This week’s list of data news highlights covers July 24, 2021 – July 30, 2021 and includes articles on classifying COVID-19 variants and shopping for back-to-school clothes.
Omega Timing, the official timekeeper of the Olympic Games, has developed an AI system that has learned to provide live insights on athletes’ performance in multiple sports. The system uses data from cameras and sensors in athletes’ clothing to automatically detect and inform broadcasters of game actions in real time, such as how high a player jumps or the type of move by a volleyball player.
Researchers at the Southwest Research Institute in Colorado have used a supercomputer to better understand how asteroids impact the Earth. The team modeled collision paths for asteroids from the outer half of the asteroid belt on a NASA supercomputer and found that six-mile wide asteroids hit the Earth more frequently than previously thought.
Toyota has created an autonomous robot that can shoot basketballs. The robot’s AI system uses sensors to locate the basket and determine the power and trajection needed to reach the net. The robot then uses robotic arms to shoot the basketball into the hoop. An earlier prototype of the robot shot 2,020 baskets in a row to set a Guinness World Record for the “most consecutive basketball free throws by a humanoid robot (assisted).”
Officials in Coral Gables, Florida have installed smart traffic poles around the city. The poles contain free public wifi, CCTV cameras, and sensors to collect and transmit environmental and traffic data.
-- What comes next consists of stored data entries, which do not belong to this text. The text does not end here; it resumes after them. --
//! Generation runs.
//!
//! A generator runs in its own task and streams rows through a bounded
//! channel to the log writer, so neither workload is ever held in memory as
//! a whole. Row order is generation order.

use std::ffi::OsString;
use std::fs::File;
use std::io::{BufWriter, Write};
use std::path::{Path, PathBuf};

use thiserror::Error;
use tokio::sync::mpsc;
use tokio::task::JoinHandle;
use tokio_stream::wrappers::ReceiverStream;
use tokio_stream::{Stream, StreamExt};
use tracing::{info, warn};

use crate::bulk::BulkGenerator;
use crate::config::{Config, ConfigError};
use crate::csv::{Dialect, LogWriter, OutputError, open_output, write_snapshots};
use crate::model::Snapshot;
use crate::oracle::{Oracle, OracleError};
use crate::{Transaction, rng};

/// Rows buffered between a generator and the writer.
pub const CHANNEL_CAPACITY: usize = 1024;

#[derive(Debug, Error)]
pub enum GenerateError {
    #[error(transparent)]
    Config(#[from] ConfigError),

    #[error(transparent)]
    Oracle(#[from] OracleError),

    #[error(transparent)]
    Output(#[from] OutputError),

    #[error("generator task failed: {0}")]
    Join(#[from] tokio::task::JoinError),
}

/// What a bulk run produced.
#[derive(Debug, Clone, PartialEq, Eq)]
pub struct BulkSummary {
    pub seed: u64,
    pub rows: u64,
}

/// What an oracle run produced.
#[derive(Debug, Clone, PartialEq, Eq)]
pub struct OracleSummary {
    pub seed: u64,
    pub rows: u64,
    pub expected: PathBuf,
    pub snapshot: Snapshot,
}

/// `<log>.expected`, where the snapshot goes unless told otherwise.
pub fn default_expected_path(log: impl AsRef<Path>) -> PathBuf {
    let mut path: OsString = log.as_ref().as_os_str().to_owned();
    path.push(".expected");
    PathBuf::from(path)
}

/// Run `rows` on a separate task, forwarding each row into the returned stream.
///
/// The task stops at the first generator error, or as soon as the stream is
/// dropped, and hands the generator back so its final state can be read.
pub fn spawn_producer<I, E>(mut rows: I) -> (ReceiverStream<Transaction>, JoinHandle<Result<I, E>>)
where
    I: Iterator<Item = Result<Transaction, E>> + Send + 'static,
    E: Send + 'static,
{
    let (sender, receiver) = mpsc::channel(CHANNEL_CAPACITY);

    let handle = tokio::spawn(async move {
        for row in rows.by_ref() {
            if sender.send(row?).await.is_err() {
                warn!("log writer went away, stopping generation");
                break;
            }
        }
        Ok::<I, E>(rows)
    });

    (ReceiverStream::new(receiver), handle)
}

/// Write every row of `stream`, then flush.
pub async fn write_stream<W: Write>(
    mut stream: impl Stream<Item = Transaction> + Unpin,
    mut writer: LogWriter<W>,
) -> Result<(u64, W), OutputError> {
    while let Some(tx) = stream.next().await {
        writer.write(&tx)?;
    }
    writer.finish()
}

/// Destinations opened by a run. Dropping it before [`Outputs::keep`] removes
/// every file it created, so a failed run leaves no partial fixture behind.
#[derive(Debug)]
struct Outputs {
    overwrite: bool,
    created: Vec<PathBuf>,
}

impl Outputs {
    fn new(overwrite: bool) -> Self {
        Self {
            overwrite,
            created: Vec::new(),
        }
    }

    fn open(&mut self, path: &Path) -> Result<File, OutputError> {
        let file = open_output(path, self.overwrite)?;
        self.created.push(path.to_path_buf());
        Ok(file)
    }

    fn keep(mut self) {
        self.created.clear();
    }
}

impl Drop for Outputs {
    fn drop(&mut self) {
        for path in self.created.drain(..) {
            match std::fs::remove_file(&path) {
                Ok(()) => warn!(path = %path.display(), "removed incomplete output"),
                Err(err) => warn!(path = %path.display(), %err, "failed to remove incomplete output"),
            }
        }
    }
}

/// Generate the bulk workload into `path`.
pub async fn generate_bulk(
    config: &Config,
    path: impl AsRef<Path>,
) -> Result<BulkSummary, GenerateError> {
    let path = path.as_ref();
    let seed = rng::resolve_seed(config.seed);
    let generator = BulkGenerator::new(&config.bulk, rng::from_seed(seed))?;

    let mut outputs = Outputs::new(config.output.overwrite);
    let file = outputs.open(path)?;
    let writer = LogWriter::new(BufWriter::new(file), Dialect::BULK)?;

    let (stream, producer) = spawn_producer(generator.map(Ok::<_, GenerateError>));
    let written = write_stream(stream, writer).await;
    let _ = producer.await??;
    let (rows, mut inner) = written?;
    inner.flush().map_err(OutputError::from)?;
    outputs.keep();

    info!(path = %path.display(), rows, "bulk workload written");
    Ok(BulkSummary { seed, rows })
}

/// Generate the lifecycle log into `log` and its expected snapshot into
/// `expected` (or `<log>.expected`).
pub async fn generate_oracle(
    config: &Config,
    log: impl AsRef<Path>,
    expected: Option<&Path>,
) -> Result<OracleSummary, GenerateError> {
    let log = log.as_ref();
    let expected = expected
        .map(Path::to_path_buf)
        .unwrap_or_else(|| default_expected_path(log));

    let seed = rng::resolve_seed(config.seed);
    let oracle = Oracle::new(&config.oracle, rng::from_seed(seed))?;

    // open both destinations before writing anything
    let mut outputs = Outputs::new(config.output.overwrite);
    let log_file = outputs.open(log)?;
    let snapshot_file = outputs.open(&expected)?;
    let writer = LogWriter::new(BufWriter::new(log_file), Dialect::LIFECYCLE)?;

    let (stream, producer) = spawn_producer(oracle);
    let written = write_stream(stream, writer).await;
    let oracle = producer.await??;
    let (rows, mut inner) = written?;
    inner.flush().map_err(OutputError::from)?;

    let snapshot = oracle.snapshot();
    write_snapshot(snapshot_file, &snapshot)?;
    outputs.keep();

    info!(
        log = %log.display(),
        expected = %expected.display(),
        rows,
        available = %snapshot.available,
        held = %snapshot.held,
        total = %snapshot.total,
        locked = snapshot.locked,
        "lifecycle workload written"
    );
    Ok(OracleSummary {
        seed,
        rows,
        expected,
        snapshot,
    })
}

fn write_snapshot(file: File, snapshot: &Snapshot) -> Result<(), OutputError> {
    let mut inner = write_snapshots(BufWriter::new(file), [snapshot])?;
    inner.flush()?;
    Ok(())
}

#[cfg(test)]
mod tests {
    use super::*;
    use crate::audit::check_log;
    use crate::config::PhaseCounts;
    use tempfile::TempDir;

    fn seeded() -> Config {
        let mut config = Config {
            seed: Some(11),
            ..Config::default()
        };
        config.bulk.batch_size = 10;
        config.oracle.phases = PhaseCounts {
            deposit: 50,
            withdrawal: 5,
            dispute: 10,
            resolve: 3,
            chargeback: 4,
        };
        config
    }

    #[test]
    fn expected_path_appends_suffix() {
        assert_eq!(
            default_expected_path("out/largedisputes.csv"),
            PathBuf::from("out/largedisputes.csv.expected")
        );
    }

    #[tokio::test]
    async fn bulk_run_writes_header_and_batches() {
        let dir = TempDir::new().unwrap();
        let path = dir.path().join("bulk.csv");

        let summary = generate_bulk(&seeded(), &path).await.unwrap();
        assert_eq!(summary, BulkSummary { seed: 11, rows: 50 });

        let content = std::fs::read_to_string(&path).unwrap();
        let lines: Vec<_> = content.lines().collect();
        assert_eq!(lines.len(), 51);
        assert_eq!(lines[0], "type, client, tx, amount");
        assert!(lines[1..11].iter().all(|l| l.starts_with("deposit,")));
        assert!(lines[21..31].iter().all(|l| l.starts_with("dispute,") && l.ends_with(",0")));
        assert!(lines[31..41].iter().all(|l| l.starts_with("chargeback,") && l.ends_with(',')));
        assert!(lines[41..].iter().all(|l| l.starts_with("resolve,") && l.ends_with(",0.000")));
    }

    #[tokio::test]
    async fn oracle_run_passes_audit() {
        let dir = TempDir::new().unwrap();
        let log = dir.path().join("disputes.csv");

        let summary = generate_oracle(&seeded(), &log, None).await.unwrap();
        assert_eq!(summary.rows, 72);
        assert_eq!(summary.expected, default_expected_path(&log));
        assert!(summary.snapshot.locked);

        let report = check_log(&log, Some(summary.expected.as_path())).unwrap();
        assert_eq!(report.rows, 72);
        assert_eq!(report.snapshots, vec![summary.snapshot]);
    }

    #[tokio::test]
    async fn existing_output_is_left_alone() {
        let dir = TempDir::new().unwrap();
        let path = dir.path().join("bulk.csv");
        std::fs::write(&path, "keep me\n").unwrap();

        let err = generate_bulk(&seeded(), &path).await.unwrap_err();
        assert!(matches!(
            err,
            GenerateError::Output(OutputError::AlreadyExists(_))
        ));
        assert_eq!(std::fs::read_to_string(&path).unwrap(), "keep me\n");
    }

    #[tokio::test]
    async fn overwrite_replaces_and_reproduces() {
        let dir = TempDir::new().unwrap();
        let log = dir.path().join("disputes.csv");
        let mut config = seeded();
        config.output.overwrite = true;

        generate_oracle(&config, &log, None).await.unwrap();
        let first = std::fs::read_to_string(&log).unwrap();
        generate_oracle(&config, &log, None).await.unwrap();
        let second = std::fs::read_to_string(&log).unwrap();

        assert_eq!(first, second);
        assert_eq!(second.matches("type, client, tx, amount").count(), 1);
    }

    #[tokio::test]
    async fn invalid_plan_fails_before_touching_disk() {
        let dir = TempDir::new().unwrap();
        let log = dir.path().join("disputes.csv");
        let mut config = seeded();
        config.oracle.phases.dispute = 1_000;

        let err = generate_oracle(&config, &log, None).await.unwrap_err();
        assert!(matches!(
            err,
            GenerateError::Oracle(OracleError::TooManyDisputes { .. })
        ));
        assert!(!log.exists());
    }

    #[tokio::test]
    async fn existing_snapshot_leaves_no_log_behind() {
        let dir = TempDir::new().unwrap();
        let log = dir.path().join("disputes.csv");
        let expected = default_expected_path(&log);
        std::fs::write(&expected, "keep me\n").unwrap();

        let err = generate_oracle(&seeded(), &log, None).await.unwrap_err();
        assert!(matches!(
            err,
            GenerateError::Output(OutputError::AlreadyExists(ref path)) if *path == expected
        ));
        assert!(!log.exists());
        assert_eq!(std::fs::read_to_string(&expected).unwrap(), "keep me\n");

        // nothing stale blocks the next run
        std::fs::remove_file(&expected).unwrap();
        let summary = generate_oracle(&seeded(), &log, None).await.unwrap();
        assert_eq!(summary.rows, 72);
    }

    #[test]
    fn dropped_outputs_are_removed_unless_kept() {
        let dir = TempDir::new().unwrap();
        let partial = dir.path().join("partial.csv");
        let complete = dir.path().join("complete.csv");

        let mut outputs = Outputs::new(false);
        outputs.open(&partial).unwrap().write_all(b"type").unwrap();
        drop(outputs);
        assert!(!partial.exists());

        let mut outputs = Outputs::new(false);
        outputs.open(&complete).unwrap().write_all(b"type").unwrap();
        outputs.keep();
        assert_eq!(std::fs::read_to_string(&complete).unwrap(), "type");
    }

    #[tokio::test]
    async fn producer_stops_on_generator_error() {
        let rows = vec![
            Ok(Transaction::Dispute { client: 1, tx: 1 }),
            Err("boom"),
            Ok(Transaction::Dispute { client: 1, tx: 2 }),
        ];
        let (stream, producer) = spawn_producer(rows.into_iter());
        let collected: Vec<_> = stream.collect().await;

        assert_eq!(collected, vec![Transaction::Dispute { client: 1, tx: 1 }]);
        assert!(matches!(producer.await.unwrap(), Err("boom")));
    }
}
City officials can use the data to improve city planning, traffic management, and public safety.
Researchers at the University of Edinburgh have created a machine learning model to classify COVID-19 variants. The team trained the model on data from genomic sequences found in thousands of COVID-19 samples. The model then sorted 800,000 sequences into 1,200 variant lineages.
Yahoo! News, a U.S.-based news publication, has launched an augmented reality app for sports fans to learn more about Olympic fencing. The app features a virtual fencer and displays targets and rules for three disciplines of fencing: foil, épée, and sabre.
Researchers at Stanford University have created an AI system that can organize patient health records and expedite clinical data retrieval. The team trained the system on data collected from 60 gastroenterology patient records. In tests, the AI system reduced the time needed to review patient records and extract relevant clinical information by 18 percent.
American Eagle, a U.S.-based fashion brand, has partnered with Snapchat to launch an augmented reality app for shoppers to virtually try on clothes. The app uses Snapchat’s self-facing camera to display selected looks from American Eagle’s Back-to-School collection. Shoppers can also dress their virtual Bitmoji avatars with the brand’s first-ever digital clothing line.
Surfline, a U.S.-based surf forecasting company, has developed a machine learning model that can identify ideal beaches for surfing competitions. The model uses data on seafloor shapes, wind patterns, buoy measurements, and polar-ice cover to predict wave behavior. Surfline most recently partnered with Olympic officials to identify Tsurigasaki Surfing Beach as the best venue for the inaugural Olympic surfing competition.
Alaska Airlines has partnered with Airspace Intelligence, a U.S.-based aerospace software company, to launch an AI system that accelerates flight dispatching. The system uses data on weather conditions, air traffic, and travel length to predict ideal flight paths. In a pilot test, the system reduced flight times by 5.3 minutes per flight.